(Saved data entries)

____

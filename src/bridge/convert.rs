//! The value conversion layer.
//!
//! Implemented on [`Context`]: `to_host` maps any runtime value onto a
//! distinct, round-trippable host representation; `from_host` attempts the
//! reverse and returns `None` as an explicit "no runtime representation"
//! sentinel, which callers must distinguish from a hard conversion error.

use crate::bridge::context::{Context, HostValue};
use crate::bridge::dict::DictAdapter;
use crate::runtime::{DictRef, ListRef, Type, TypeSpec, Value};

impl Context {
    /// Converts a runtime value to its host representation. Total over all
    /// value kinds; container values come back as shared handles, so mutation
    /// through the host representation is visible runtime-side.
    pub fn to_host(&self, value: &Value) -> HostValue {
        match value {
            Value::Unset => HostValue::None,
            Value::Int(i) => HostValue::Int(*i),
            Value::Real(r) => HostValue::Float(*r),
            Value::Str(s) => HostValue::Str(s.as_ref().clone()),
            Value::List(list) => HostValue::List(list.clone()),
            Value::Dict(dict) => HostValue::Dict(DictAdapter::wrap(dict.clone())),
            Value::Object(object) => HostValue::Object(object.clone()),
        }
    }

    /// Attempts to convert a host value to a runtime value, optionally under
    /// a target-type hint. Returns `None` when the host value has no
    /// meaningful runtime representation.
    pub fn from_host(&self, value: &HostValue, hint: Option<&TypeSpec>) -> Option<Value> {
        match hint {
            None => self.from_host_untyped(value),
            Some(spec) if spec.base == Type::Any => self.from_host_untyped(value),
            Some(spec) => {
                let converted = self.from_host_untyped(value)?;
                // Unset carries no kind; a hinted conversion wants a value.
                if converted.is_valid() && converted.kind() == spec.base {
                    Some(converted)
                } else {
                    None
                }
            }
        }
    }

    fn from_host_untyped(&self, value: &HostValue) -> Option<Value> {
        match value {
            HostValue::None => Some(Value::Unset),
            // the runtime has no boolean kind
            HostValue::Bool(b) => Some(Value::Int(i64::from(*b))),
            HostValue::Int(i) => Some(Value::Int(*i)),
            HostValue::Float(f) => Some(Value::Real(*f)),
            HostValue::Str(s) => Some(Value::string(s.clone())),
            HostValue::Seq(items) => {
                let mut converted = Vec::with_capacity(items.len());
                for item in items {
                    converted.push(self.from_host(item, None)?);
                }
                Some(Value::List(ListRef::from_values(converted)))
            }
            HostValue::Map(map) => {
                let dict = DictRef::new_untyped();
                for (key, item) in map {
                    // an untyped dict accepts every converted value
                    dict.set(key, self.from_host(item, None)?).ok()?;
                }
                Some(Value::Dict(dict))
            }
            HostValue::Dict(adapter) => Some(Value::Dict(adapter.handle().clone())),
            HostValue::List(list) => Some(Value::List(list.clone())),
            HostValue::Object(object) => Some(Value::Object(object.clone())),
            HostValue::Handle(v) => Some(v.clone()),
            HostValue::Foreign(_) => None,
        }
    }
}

____

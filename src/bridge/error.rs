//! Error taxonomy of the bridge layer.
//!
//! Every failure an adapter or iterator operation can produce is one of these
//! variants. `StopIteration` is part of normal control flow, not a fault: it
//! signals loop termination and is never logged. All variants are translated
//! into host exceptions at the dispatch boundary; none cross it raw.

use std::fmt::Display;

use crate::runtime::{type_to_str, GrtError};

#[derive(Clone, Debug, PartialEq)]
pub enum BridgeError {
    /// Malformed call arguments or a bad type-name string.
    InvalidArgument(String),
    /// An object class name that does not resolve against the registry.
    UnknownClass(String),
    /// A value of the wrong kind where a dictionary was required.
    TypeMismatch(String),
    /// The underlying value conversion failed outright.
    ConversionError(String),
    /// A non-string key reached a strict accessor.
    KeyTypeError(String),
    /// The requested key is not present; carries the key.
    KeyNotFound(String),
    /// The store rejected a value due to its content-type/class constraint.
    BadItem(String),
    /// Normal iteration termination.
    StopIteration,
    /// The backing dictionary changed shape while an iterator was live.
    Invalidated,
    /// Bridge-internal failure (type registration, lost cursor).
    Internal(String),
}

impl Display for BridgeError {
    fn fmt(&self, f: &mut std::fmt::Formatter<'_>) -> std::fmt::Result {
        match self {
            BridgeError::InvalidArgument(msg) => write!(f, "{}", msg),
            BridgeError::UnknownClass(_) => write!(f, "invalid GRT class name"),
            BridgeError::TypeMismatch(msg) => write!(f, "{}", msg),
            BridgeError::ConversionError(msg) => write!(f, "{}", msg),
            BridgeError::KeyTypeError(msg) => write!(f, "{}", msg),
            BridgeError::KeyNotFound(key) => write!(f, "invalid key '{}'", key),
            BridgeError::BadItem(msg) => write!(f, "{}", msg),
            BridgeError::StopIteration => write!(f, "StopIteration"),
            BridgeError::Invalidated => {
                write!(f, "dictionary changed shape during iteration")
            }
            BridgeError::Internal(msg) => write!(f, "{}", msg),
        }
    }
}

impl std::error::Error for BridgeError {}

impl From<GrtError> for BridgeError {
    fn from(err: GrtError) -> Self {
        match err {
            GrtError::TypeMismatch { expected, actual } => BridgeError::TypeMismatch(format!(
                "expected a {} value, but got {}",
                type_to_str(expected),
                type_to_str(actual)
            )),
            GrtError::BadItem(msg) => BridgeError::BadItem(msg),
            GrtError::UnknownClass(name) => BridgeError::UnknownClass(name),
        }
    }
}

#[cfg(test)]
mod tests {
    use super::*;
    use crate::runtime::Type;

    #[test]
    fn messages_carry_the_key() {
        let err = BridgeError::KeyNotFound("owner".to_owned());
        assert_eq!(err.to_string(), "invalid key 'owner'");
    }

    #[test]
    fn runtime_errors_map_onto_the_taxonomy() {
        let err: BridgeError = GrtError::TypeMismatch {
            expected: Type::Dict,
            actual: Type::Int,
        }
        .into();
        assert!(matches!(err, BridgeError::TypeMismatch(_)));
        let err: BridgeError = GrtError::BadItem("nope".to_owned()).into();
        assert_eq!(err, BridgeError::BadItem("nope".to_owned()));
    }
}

____

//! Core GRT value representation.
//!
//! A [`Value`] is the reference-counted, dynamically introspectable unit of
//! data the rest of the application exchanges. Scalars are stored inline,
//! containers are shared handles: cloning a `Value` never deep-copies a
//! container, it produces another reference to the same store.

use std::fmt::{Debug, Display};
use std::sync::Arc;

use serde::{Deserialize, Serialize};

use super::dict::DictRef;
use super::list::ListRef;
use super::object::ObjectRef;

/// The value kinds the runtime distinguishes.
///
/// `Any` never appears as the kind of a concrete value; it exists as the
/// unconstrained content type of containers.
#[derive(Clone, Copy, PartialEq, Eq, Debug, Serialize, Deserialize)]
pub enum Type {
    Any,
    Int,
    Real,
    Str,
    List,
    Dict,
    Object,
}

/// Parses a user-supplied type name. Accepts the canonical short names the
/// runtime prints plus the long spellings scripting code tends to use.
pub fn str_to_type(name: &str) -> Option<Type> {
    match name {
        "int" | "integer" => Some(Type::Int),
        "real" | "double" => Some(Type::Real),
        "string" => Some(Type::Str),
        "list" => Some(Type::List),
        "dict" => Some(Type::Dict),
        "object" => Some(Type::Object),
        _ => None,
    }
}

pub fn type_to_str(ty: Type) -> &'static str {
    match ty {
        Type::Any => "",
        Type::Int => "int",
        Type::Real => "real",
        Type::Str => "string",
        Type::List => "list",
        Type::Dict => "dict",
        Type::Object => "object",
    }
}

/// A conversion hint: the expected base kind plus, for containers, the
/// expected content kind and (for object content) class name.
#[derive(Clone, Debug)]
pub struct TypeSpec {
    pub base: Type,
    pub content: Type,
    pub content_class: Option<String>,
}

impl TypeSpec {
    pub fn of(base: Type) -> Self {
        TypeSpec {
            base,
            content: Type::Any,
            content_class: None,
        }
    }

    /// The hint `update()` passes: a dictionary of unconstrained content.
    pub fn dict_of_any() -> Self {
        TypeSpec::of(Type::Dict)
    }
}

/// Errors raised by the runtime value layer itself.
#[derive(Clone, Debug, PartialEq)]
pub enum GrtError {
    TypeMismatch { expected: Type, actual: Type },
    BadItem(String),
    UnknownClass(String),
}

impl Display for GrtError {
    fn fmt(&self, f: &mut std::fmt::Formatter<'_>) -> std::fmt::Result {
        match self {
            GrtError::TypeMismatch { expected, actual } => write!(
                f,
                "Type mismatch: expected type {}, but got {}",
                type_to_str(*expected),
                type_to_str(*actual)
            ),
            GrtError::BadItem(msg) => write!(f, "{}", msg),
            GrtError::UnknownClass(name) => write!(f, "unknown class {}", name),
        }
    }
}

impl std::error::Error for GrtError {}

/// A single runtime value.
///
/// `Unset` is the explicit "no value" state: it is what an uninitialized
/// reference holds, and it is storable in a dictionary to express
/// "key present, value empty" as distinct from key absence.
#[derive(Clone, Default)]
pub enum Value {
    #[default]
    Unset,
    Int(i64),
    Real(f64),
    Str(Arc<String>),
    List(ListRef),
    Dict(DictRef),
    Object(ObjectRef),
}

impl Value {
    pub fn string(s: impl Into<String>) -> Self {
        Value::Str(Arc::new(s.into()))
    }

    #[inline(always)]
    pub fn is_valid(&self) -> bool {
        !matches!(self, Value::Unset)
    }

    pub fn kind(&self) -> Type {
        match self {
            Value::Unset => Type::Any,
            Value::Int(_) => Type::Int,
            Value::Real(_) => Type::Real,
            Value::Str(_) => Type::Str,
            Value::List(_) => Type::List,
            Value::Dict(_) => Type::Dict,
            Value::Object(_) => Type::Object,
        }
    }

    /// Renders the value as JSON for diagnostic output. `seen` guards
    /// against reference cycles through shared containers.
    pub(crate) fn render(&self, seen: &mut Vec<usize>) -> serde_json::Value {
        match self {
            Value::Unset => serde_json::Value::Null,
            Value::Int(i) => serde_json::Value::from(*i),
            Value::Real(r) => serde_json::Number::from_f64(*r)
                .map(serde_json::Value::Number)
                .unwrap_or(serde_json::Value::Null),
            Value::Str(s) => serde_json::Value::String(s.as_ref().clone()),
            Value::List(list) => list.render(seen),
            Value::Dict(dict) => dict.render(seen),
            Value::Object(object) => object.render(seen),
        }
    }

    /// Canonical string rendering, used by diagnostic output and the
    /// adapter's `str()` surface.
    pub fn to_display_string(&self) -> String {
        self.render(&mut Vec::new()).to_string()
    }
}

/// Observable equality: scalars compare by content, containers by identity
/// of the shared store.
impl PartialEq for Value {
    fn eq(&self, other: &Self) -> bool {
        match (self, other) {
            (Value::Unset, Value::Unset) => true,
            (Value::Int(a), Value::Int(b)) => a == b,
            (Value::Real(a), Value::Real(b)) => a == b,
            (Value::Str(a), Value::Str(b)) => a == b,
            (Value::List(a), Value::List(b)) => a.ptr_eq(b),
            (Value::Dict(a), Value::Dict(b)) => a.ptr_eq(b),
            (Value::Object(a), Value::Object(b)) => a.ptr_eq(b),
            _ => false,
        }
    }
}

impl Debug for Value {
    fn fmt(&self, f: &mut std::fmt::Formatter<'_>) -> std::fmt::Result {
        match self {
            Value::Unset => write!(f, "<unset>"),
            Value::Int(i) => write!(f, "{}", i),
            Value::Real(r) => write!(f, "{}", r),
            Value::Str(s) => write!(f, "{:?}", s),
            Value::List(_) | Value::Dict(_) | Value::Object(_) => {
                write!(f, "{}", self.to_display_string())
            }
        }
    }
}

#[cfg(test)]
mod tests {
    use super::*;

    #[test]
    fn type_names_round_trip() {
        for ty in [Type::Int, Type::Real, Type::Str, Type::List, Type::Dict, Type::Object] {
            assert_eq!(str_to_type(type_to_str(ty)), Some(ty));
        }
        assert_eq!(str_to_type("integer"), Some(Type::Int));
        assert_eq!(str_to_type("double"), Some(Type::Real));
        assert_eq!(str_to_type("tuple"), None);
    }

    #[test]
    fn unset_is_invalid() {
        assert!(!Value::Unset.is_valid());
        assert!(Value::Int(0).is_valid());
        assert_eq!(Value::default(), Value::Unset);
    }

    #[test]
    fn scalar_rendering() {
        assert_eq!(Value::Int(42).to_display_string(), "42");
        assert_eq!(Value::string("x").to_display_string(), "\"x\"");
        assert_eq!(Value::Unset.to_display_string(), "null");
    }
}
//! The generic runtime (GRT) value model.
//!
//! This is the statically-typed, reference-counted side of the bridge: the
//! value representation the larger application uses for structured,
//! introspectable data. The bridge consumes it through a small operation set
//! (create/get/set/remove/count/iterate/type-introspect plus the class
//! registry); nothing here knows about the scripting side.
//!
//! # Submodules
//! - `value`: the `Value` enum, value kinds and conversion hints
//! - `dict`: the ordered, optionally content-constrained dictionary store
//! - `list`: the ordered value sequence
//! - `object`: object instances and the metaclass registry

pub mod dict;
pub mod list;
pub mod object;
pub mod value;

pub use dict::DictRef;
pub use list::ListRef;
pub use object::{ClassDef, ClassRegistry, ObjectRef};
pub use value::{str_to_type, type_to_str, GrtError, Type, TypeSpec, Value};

____

### WHAT THE TASK REQUIRES:
From the records above, copy out the line with "variants are translated", the line with "dictionary was required.", and every line between them, word for word.

### SOLUTION TO THE EXERCISE:
//! signals loop termination and is never logged. All variants are translated
//! into host exceptions at the dispatch boundary; none cross it raw.

use std::fmt::Display;

use crate::runtime::{type_to_str, GrtError};

#[derive(Clone, Debug, PartialEq)]
pub enum BridgeError {
    /// Malformed call arguments or a bad type-name string.
    InvalidArgument(String),
    /// An object class name that does not resolve against the registry.
    UnknownClass(String),
    /// A value of the wrong kind where a dictionary was required.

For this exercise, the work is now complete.